How to complete this task ▸ Extract from the entries below, exactly as given, only the lines from the line containing "for scroll choreography." to the line containing "assert!(end > start);", both lines included.

(Saved data entries)
>>>
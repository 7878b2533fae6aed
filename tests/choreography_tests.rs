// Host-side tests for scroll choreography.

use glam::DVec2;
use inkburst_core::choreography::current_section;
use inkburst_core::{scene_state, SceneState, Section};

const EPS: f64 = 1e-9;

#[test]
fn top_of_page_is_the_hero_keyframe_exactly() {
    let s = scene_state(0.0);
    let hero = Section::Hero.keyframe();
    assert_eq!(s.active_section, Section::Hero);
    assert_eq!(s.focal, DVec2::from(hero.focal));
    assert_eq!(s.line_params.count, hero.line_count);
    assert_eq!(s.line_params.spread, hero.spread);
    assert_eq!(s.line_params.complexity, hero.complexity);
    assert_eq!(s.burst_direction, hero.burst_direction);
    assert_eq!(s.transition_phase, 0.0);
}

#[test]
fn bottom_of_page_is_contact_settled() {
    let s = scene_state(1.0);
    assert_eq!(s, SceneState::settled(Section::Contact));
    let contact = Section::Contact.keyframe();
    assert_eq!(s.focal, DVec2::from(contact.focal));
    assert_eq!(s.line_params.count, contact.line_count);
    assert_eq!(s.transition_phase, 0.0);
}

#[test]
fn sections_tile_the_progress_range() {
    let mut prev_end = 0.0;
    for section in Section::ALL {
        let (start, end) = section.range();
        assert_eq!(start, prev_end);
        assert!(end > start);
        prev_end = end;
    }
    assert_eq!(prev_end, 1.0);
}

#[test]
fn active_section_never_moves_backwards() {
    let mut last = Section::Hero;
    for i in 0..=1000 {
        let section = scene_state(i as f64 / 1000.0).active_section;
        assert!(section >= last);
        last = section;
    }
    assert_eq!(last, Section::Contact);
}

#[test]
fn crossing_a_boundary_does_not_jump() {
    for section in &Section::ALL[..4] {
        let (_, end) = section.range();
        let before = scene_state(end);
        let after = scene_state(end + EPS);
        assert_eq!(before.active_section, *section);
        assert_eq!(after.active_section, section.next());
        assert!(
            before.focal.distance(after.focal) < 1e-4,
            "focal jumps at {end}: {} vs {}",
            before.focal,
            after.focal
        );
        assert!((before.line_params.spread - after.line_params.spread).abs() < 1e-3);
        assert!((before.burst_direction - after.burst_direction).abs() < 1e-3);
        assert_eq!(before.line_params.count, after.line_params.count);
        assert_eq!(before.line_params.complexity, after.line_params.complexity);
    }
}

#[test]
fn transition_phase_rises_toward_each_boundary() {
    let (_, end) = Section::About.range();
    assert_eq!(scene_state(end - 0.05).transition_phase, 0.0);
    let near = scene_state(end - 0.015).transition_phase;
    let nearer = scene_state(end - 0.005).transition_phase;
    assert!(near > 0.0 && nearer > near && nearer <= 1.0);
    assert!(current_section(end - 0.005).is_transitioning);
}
<<<
Response to the exercise ▸
// Host-side tests for scroll choreography.

use glam::DVec2;
use inkburst_core::choreography::current_section;
use inkburst_core::{scene_state, SceneState, Section};

const EPS: f64 = 1e-9;

#[test]
fn top_of_page_is_the_hero_keyframe_exactly() {
    let s = scene_state(0.0);
    let hero = Section::Hero.keyframe();
    assert_eq!(s.active_section, Section::Hero);
    assert_eq!(s.focal, DVec2::from(hero.focal));
    assert_eq!(s.line_params.count, hero.line_count);
    assert_eq!(s.line_params.spread, hero.spread);
    assert_eq!(s.line_params.complexity, hero.complexity);
    assert_eq!(s.burst_direction, hero.burst_direction);
    assert_eq!(s.transition_phase, 0.0);
}

#[test]
fn bottom_of_page_is_contact_settled() {
    let s = scene_state(1.0);
    assert_eq!(s, SceneState::settled(Section::Contact));
    let contact = Section::Contact.keyframe();
    assert_eq!(s.focal, DVec2::from(contact.focal));
    assert_eq!(s.line_params.count, contact.line_count);
    assert_eq!(s.transition_phase, 0.0);
}

#[test]
fn sections_tile_the_progress_range() {
    let mut prev_end = 0.0;
    for section in Section::ALL {
        let (start, end) = section.range();
        assert_eq!(start, prev_end);
        assert!(end > start);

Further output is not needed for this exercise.